Market Scenario Development
To validate the developed Base Case, Energeia developed a range of scenarios in consultation with JHA and the CST Roadmap team, to address the following questions:
• What are the behind-the-meter changes, in customer adoption of both DER technology and cost-reflective tariffs, that might impact on demand?
• Who would be impacted by continuing and accelerating falls in the cost of renewable energy generation (solar PV and wind) and large-scale storage?
• How will construction of Battery of the Nation and the second Bass Link interconnector impact on need for new generation in the NEM?
• When would the proposed NEG emissions and reliability measures be triggered (if at all)?
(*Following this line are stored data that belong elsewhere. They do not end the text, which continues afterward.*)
//! HTTP server for the ragdemo walkthrough.
//!
//! # Endpoints
//!
//! - `GET /` - Landing page listing the demos
//! - `GET /health` - Health check
//! - `GET /{n}` - Run demo `n` (1 to 9) and return its view as JSON
//!
//! Demos 1-3 talk to the chat model, 4-6 exercise the embedding store
//! directly, 7 ingests an HTML report, 8 answers from that report with
//! retrieval-augmented generation, and 9 empties the store.

pub mod config;
pub mod routes;
pub mod scenarios;
pub mod state;

use std::net::SocketAddr;
use std::sync::Arc;

use axum::{Router, routing::get};
use tower_http::cors::{Any, CorsLayer};
use tower_http::trace::TraceLayer;
use tracing::info;

pub use config::AppConfig;
pub use scenarios::{DemoView, Scenario};
pub use state::AppState;

/// Create the API router with all routes configured.
pub fn create_router(state: Arc<AppState>) -> Router {
    let cors = CorsLayer::new()
        .allow_origin(Any)
        .allow_methods(Any)
        .allow_headers(Any);

    Router::new()
        .route("/", get(routes::index))
        .route("/health", get(routes::health))
        .route("/{n}", get(routes::scenario))
        .layer(TraceLayer::new_for_http())
        .layer(cors)
        .with_state(state)
}

/// Start the API server on the given address.
pub async fn serve(state: Arc<AppState>, addr: SocketAddr) -> anyhow::Result<()> {
    let router = create_router(state);

    info!(%addr, "Starting ragdemo server");

    let listener = tokio::net::TcpListener::bind(addr).await?;
    axum::serve(listener, router).await?;

    Ok(())
}
//! Text segments and embeddings.

use serde::{Deserialize, Serialize};
use std::collections::BTreeMap;

/// String metadata attached to documents and segments.
pub type Metadata = BTreeMap<String, String>;

/// A unit of text, either a short string or one chunk of a longer document.
#[derive(Debug, Clone, PartialEq, Eq, Serialize, Deserialize)]
pub struct TextSegment {
    text: String,
    #[serde(default, skip_serializing_if = "BTreeMap::is_empty")]
    metadata: Metadata,
}

impl TextSegment {
    pub fn from(text: impl Into<String>) -> Self {
        Self {
            text: text.into(),
            metadata: Metadata::new(),
        }
    }

    pub fn with_metadata(text: impl Into<String>, metadata: Metadata) -> Self {
        Self {
            text: text.into(),
            metadata,
        }
    }

    pub fn text(&self) -> &str {
        &self.text
    }

    pub fn metadata(&self) -> &Metadata {
        &self.metadata
    }

    pub fn metadata_value(&self, key: &str) -> Option<&str> {
        self.metadata.get(key).map(String::as_str)
    }
}

/// A fixed-length vector produced by an embedding model.
#[derive(Debug, Clone, PartialEq, Serialize, Deserialize)]
#[serde(transparent)]
pub struct Embedding(Vec<f32>);

impl Embedding {
    pub fn new(vector: Vec<f32>) -> Self {
        Self(vector)
    }

    pub fn vector(&self) -> &[f32] {
        &self.0
    }

    pub fn dimension(&self) -> usize {
        self.0.len()
    }

    pub fn into_vec(self) -> Vec<f32> {
        self.0
    }

    /// Cosine similarity in `[-1, 1]`. Zero vectors have similarity 0.
    pub fn cosine_similarity(&self, other: &Embedding) -> f32 {
        let dot: f32 = self.0.iter().zip(other.0.iter()).map(|(x, y)| x * y).sum();
        let norm_a: f32 = self.0.iter().map(|x| x * x).sum::<f32>().sqrt();
        let norm_b: f32 = other.0.iter().map(|x| x * x).sum::<f32>().sqrt();
        if norm_a == 0.0 || norm_b == 0.0 {
            return 0.0;
        }
        dot / (norm_a * norm_b)
    }

    /// Cosine similarity rescaled to a relevance score in `[0, 1]`.
    pub fn relevance_score(&self, other: &Embedding) -> f32 {
        ((self.cosine_similarity(other) + 1.0) / 2.0).clamp(0.0, 1.0)
    }
}

impl From<Vec<f32>> for Embedding {
    fn from(vector: Vec<f32>) -> Self {
        Self(vector)
    }
}
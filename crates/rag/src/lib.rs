//! Document ingestion and retrieval-augmented generation.
//!
//! The pipeline has two halves. Ingestion loads a [`Document`], strips HTML
//! with [`HtmlToTextTransformer`], cuts it into overlapping segments with
//! [`DocumentSplitter`], then embeds and stores them via
//! [`EmbeddingStoreIngestor`]. Answering embeds a question, pulls the closest
//! segments with [`EmbeddingStoreContentRetriever`], and hands the augmented
//! prompt to a chat model through [`RagAssistant`].

pub mod assistant;
pub mod document;
pub mod ingest;
pub mod retrieval;
pub mod splitter;

pub use assistant::{Assistant, RagAssistant, augment};
pub use document::{Document, HtmlToTextTransformer, html_to_text, load_document, load_file, load_url};
pub use ingest::{EmbeddingStoreIngestor, EmbeddingStoreIngestorBuilder, IngestConfig, IngestSummary};
pub use retrieval::{EmbeddingStoreContentRetriever, RetrievalConfig};
pub use splitter::{DocumentSplitter, Span};
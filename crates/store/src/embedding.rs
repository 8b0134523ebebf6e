//! Text embedders.
//!
//! Two implementations of [`Embedder`] are provided:
//!
//! - [`EmbeddingService`] runs a fastembed ONNX model in-process
//!   (all-MiniLM-L6-v2, 384 dimensions, by default).
//! - [`OllamaEmbedder`] calls a local or remote Ollama `/api/embed` endpoint.

use std::sync::Arc;
use std::time::Duration;

use async_trait::async_trait;
use fastembed::{EmbeddingModel, InitOptions, TextEmbedding};
use once_cell::sync::OnceCell;
use ragdemo_common::{Embedding, RagError, Result};
use serde::{Deserialize, Serialize};
use thiserror::Error;
use tokio::task;
use tracing::{debug, info, instrument};

use crate::types::{EmbeddingConfig, EmbeddingProvider};

/// Maps text to fixed-dimension vectors.
#[async_trait]
pub trait Embedder: Send + Sync {
    async fn embed(&self, text: &str) -> Result<Embedding>;

    /// Embeds several texts, preserving order.
    async fn embed_all(&self, texts: &[String]) -> Result<Vec<Embedding>> {
        let mut embeddings = Vec::with_capacity(texts.len());
        for text in texts {
            embeddings.push(self.embed(text).await?);
        }
        Ok(embeddings)
    }

    fn dimension(&self) -> usize;

    fn model_name(&self) -> &str;

    /// Prepares the embedder ahead of the first request.
    async fn warmup(&self) -> Result<()> {
        Ok(())
    }
}

/// Errors raised while driving the local fastembed model.
#[derive(Debug, Error)]
pub enum EmbeddingError {
    #[error("Failed to initialize embedding model: {0}")]
    ModelInit(String),

    #[error("Failed to generate embeddings: {0}")]
    Generation(String),

    #[error("Blocking task failed: {0}")]
    TaskJoin(#[from] tokio::task::JoinError),
}

impl From<EmbeddingError> for RagError {
    fn from(e: EmbeddingError) -> Self {
        RagError::ModelUnavailable(e.to_string())
    }
}

/// Local embedding service backed by fastembed.
///
/// The model is initialized on first use and shared across all embedding calls.
pub struct EmbeddingService {
    name: String,
    model_name: EmbeddingModel,
    dimension: usize,
    model: Arc<OnceCell<Arc<TextEmbedding>>>,
}

impl EmbeddingService {
    /// Creates a new embedding service with the specified model.
    ///
    /// The model is not loaded until the first embedding call.
    pub fn new(model_name: EmbeddingModel) -> Self {
        let dimension = match model_name {
            EmbeddingModel::AllMiniLML6V2 => 384,
            EmbeddingModel::AllMiniLML6V2Q => 384,
            EmbeddingModel::AllMiniLML12V2 => 384,
            EmbeddingModel::BGESmallENV15 => 384,
            EmbeddingModel::BGEBaseENV15 => 768,
            EmbeddingModel::BGELargeENV15 => 1024,
            EmbeddingModel::NomicEmbedTextV15 => 768,
            EmbeddingModel::MultilingualE5Small => 384,
            EmbeddingModel::MultilingualE5Base => 768,
            EmbeddingModel::MultilingualE5Large => 1024,
            _ => 384,
        };

        Self {
            name: format!("{model_name:?}"),
            model_name,
            dimension,
            model: Arc::new(OnceCell::new()),
        }
    }

    /// Creates an embedding service from a model name string.
    pub fn from_model_str(model_name: &str) -> Result<Self> {
        let model = match model_name {
            "all-MiniLM-L6-v2" | "AllMiniLML6V2" => EmbeddingModel::AllMiniLML6V2,
            "all-MiniLM-L6-v2-q" | "AllMiniLML6V2Q" => EmbeddingModel::AllMiniLML6V2Q,
            "all-MiniLM-L12-v2" | "AllMiniLML12V2" => EmbeddingModel::AllMiniLML12V2,
            "bge-small-en-v1.5" | "BGESmallENV15" => EmbeddingModel::BGESmallENV15,
            "bge-base-en-v1.5" | "BGEBaseENV15" => EmbeddingModel::BGEBaseENV15,
            "bge-large-en-v1.5" | "BGELargeENV15" => EmbeddingModel::BGELargeENV15,
            "nomic-embed-text-v1.5" | "NomicEmbedTextV15" => EmbeddingModel::NomicEmbedTextV15,
            "multilingual-e5-small" | "MultilingualE5Small" => EmbeddingModel::MultilingualE5Small,
            "multilingual-e5-base" | "MultilingualE5Base" => EmbeddingModel::MultilingualE5Base,
            "multilingual-e5-large" | "MultilingualE5Large" => EmbeddingModel::MultilingualE5Large,
            _ => {
                return Err(RagError::Config(format!(
                    "Unknown embedding model: '{model_name}'. Supported models: all-MiniLM-L6-v2, bge-small-en-v1.5, nomic-embed-text-v1.5, etc."
                )));
            }
        };
        let mut service = Self::new(model);
        service.name = model_name.to_string();
        Ok(service)
    }

    /// Creates an embedding service from config, validating dimension matches.
    pub fn from_config(model_name: &str, expected_dim: usize) -> Result<Self> {
        let service = Self::from_model_str(model_name)?;
        if service.dimension != expected_dim {
            return Err(RagError::Config(format!(
                "Dimension mismatch: model '{}' produces {}-dim vectors but config specifies {}",
                model_name, service.dimension, expected_dim
            )));
        }
        Ok(service)
    }

    /// Whether the ONNX model has been loaded yet.
    pub fn is_loaded(&self) -> bool {
        self.model.get().is_some()
    }

    /// Runs `f` on the blocking pool with the model loaded.
    ///
    /// Loading downloads and parses the model, so it happens inside the
    /// blocking task as well.
    async fn with_model<T, F>(&self, f: F) -> std::result::Result<T, EmbeddingError>
    where
        T: Send + 'static,
        F: FnOnce(&TextEmbedding) -> std::result::Result<T, EmbeddingError> + Send + 'static,
    {
        let cell = Arc::clone(&self.model);
        let model_name = self.model_name.clone();
        let dimension = self.dimension;
        task::spawn_blocking(move || {
            let model = load_model(&cell, model_name, dimension)?;
            f(&model)
        })
        .await?
    }

    async fn run(&self, texts: Vec<String>) -> std::result::Result<Vec<Vec<f32>>, EmbeddingError> {
        self.with_model(move |model| {
            model
                .embed(texts, None)
                .map_err(|e| EmbeddingError::Generation(e.to_string()))
        })
        .await
    }
}

fn load_model(
    cell: &OnceCell<Arc<TextEmbedding>>,
    model_name: EmbeddingModel,
    dimension: usize,
) -> std::result::Result<Arc<TextEmbedding>, EmbeddingError> {
    cell.get_or_try_init(|| {
        info!(model = ?model_name, "Initializing embedding model");

        let mut options = InitOptions::new(model_name.clone());
        options.show_download_progress = true;
        let model =
            TextEmbedding::try_new(options).map_err(|e| EmbeddingError::ModelInit(e.to_string()))?;

        info!(model = ?model_name, dimension, "Embedding model initialized");
        Ok(Arc::new(model))
    })
    .cloned()
}

impl Default for EmbeddingService {
    fn default() -> Self {
        let mut service = Self::new(EmbeddingModel::AllMiniLML6V2);
        service.name = "all-MiniLM-L6-v2".into();
        service
    }
}

#[async_trait]
impl Embedder for EmbeddingService {
    #[instrument(skip(self, text), fields(text_len = text.len()))]
    async fn embed(&self, text: &str) -> Result<Embedding> {
        let vectors = self.run(vec![text.to_string()]).await?;
        let vector = vectors.into_iter().next().ok_or_else(|| {
            RagError::ModelUnavailable("Empty embedding result".into())
        })?;
        debug!(dimension = vector.len(), "Generated embedding");
        Ok(Embedding::new(vector))
    }

    #[instrument(skip(self, texts), fields(batch_size = texts.len()))]
    async fn embed_all(&self, texts: &[String]) -> Result<Vec<Embedding>> {
        if texts.is_empty() {
            return Ok(Vec::new());
        }
        let vectors = self.run(texts.to_vec()).await?;
        Ok(vectors.into_iter().map(Embedding::new).collect())
    }

    fn dimension(&self) -> usize {
        self.dimension
    }

    fn model_name(&self) -> &str {
        &self.name
    }

    /// Loads the model ahead of the first request.
    #[instrument(skip(self), fields(model = %self.name))]
    async fn warmup(&self) -> Result<()> {
        if self.is_loaded() {
            debug!("Model already initialized, skipping warmup");
            return Ok(());
        }
        self.with_model(|_| Ok(())).await?;
        Ok(())
    }
}

#[derive(Serialize)]
struct OllamaEmbedRequest<'a> {
    model: &'a str,
    input: &'a [String],
}

#[derive(Deserialize)]
struct OllamaEmbedResponse {
    embeddings: Vec<Vec<f32>>,
}

pub const OLLAMA_BASE_URL: &str = "http://localhost:11434";

/// Embedder backed by Ollama's `/api/embed` endpoint.
pub struct OllamaEmbedder {
    base_url: String,
    model: String,
    dimension: usize,
    http_client: reqwest::Client,
}

impl OllamaEmbedder {
    pub fn new(base_url: Option<String>, model: String, dimension: usize) -> Self {
        Self {
            base_url: base_url
                .unwrap_or_else(|| OLLAMA_BASE_URL.to_string())
                .trim_end_matches('/')
                .to_string(),
            model,
            dimension,
            http_client: reqwest::Client::new(),
        }
    }

    pub fn with_timeout(mut self, timeout: Duration) -> Result<Self> {
        self.http_client = reqwest::Client::builder()
            .timeout(timeout)
            .build()
            .map_err(|e| RagError::Config(format!("Failed to build HTTP client: {e}")))?;
        Ok(self)
    }

    async fn request(&self, input: &[String]) -> Result<Vec<Embedding>> {
        let url = format!("{}/api/embed", self.base_url);
        let response = self
            .http_client
            .post(&url)
            .json(&OllamaEmbedRequest {
                model: &self.model,
                input,
            })
            .send()
            .await
            .map_err(|e| RagError::ModelUnavailable(format!("Embedding request failed: {e}")))?;

        let status = response.status();
        if !status.is_success() {
            let body_text = response.text().await.unwrap_or_default();
            return Err(RagError::ModelUnavailable(format!(
                "Embedding API error {status}: {body_text}"
            )));
        }

        let parsed: OllamaEmbedResponse = response.json().await.map_err(|e| {
            RagError::ModelUnavailable(format!("Failed to parse embedding response: {e}"))
        })?;

        if parsed.embeddings.len() != input.len() {
            return Err(RagError::ModelUnavailable(format!(
                "Embedding API returned {} vectors for {} inputs",
                parsed.embeddings.len(),
                input.len()
            )));
        }

        Ok(parsed.embeddings.into_iter().map(Embedding::new).collect())
    }
}

#[async_trait]
impl Embedder for OllamaEmbedder {
    #[instrument(skip(self, text), fields(text_len = text.len()))]
    async fn embed(&self, text: &str) -> Result<Embedding> {
        let mut embeddings = self.request(&[text.to_string()]).await?;
        embeddings
            .pop()
            .ok_or_else(|| RagError::ModelUnavailable("Empty embedding result".into()))
    }

    #[instrument(skip(self, texts), fields(batch_size = texts.len()))]
    async fn embed_all(&self, texts: &[String]) -> Result<Vec<Embedding>> {
        if texts.is_empty() {
            return Ok(Vec::new());
        }
        self.request(texts).await
    }

    fn dimension(&self) -> usize {
        self.dimension
    }

    fn model_name(&self) -> &str {
        &self.model
    }
}

/// Builds the configured embedder.
pub fn build_embedder(config: &EmbeddingConfig) -> Result<Arc<dyn Embedder>> {
    info!(provider = ?config.provider, model = %config.model, "Building embedder");
    match config.provider {
        EmbeddingProvider::Local => Ok(Arc::new(EmbeddingService::from_config(
            &config.model,
            config.dimension,
        )?)),
        EmbeddingProvider::Ollama => {
            if config.dimension == 0 {
                return Err(RagError::Config("embedding dimension must be positive".into()));
            }
            let embedder =
                OllamaEmbedder::new(config.api_url.clone(), config.model.clone(), config.dimension)
                    .with_timeout(Duration::from_millis(config.timeout_ms))?;
            Ok(Arc::new(embedder))
        }
    }
}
• What impact will the accelerating power sector decarbonisation have on the wholesale market over the medium and longer term?
Strategic Drivers
The scenarios are designed around the following strategic drivers:
• DER Optimisation – This factor assumes key DER technology, tariff reform and asset optimisation measures that unlock the full potential of DER to maximise net benefits.
o DER Costs – rates of decline in behind-the-meter DER (rooftop solar PV and battery energy storage systems) technology costs over time.
o Default Tariff – the tariff assumed that all customers are currently on within a given Distribution Service Network Provider (DNSP) area.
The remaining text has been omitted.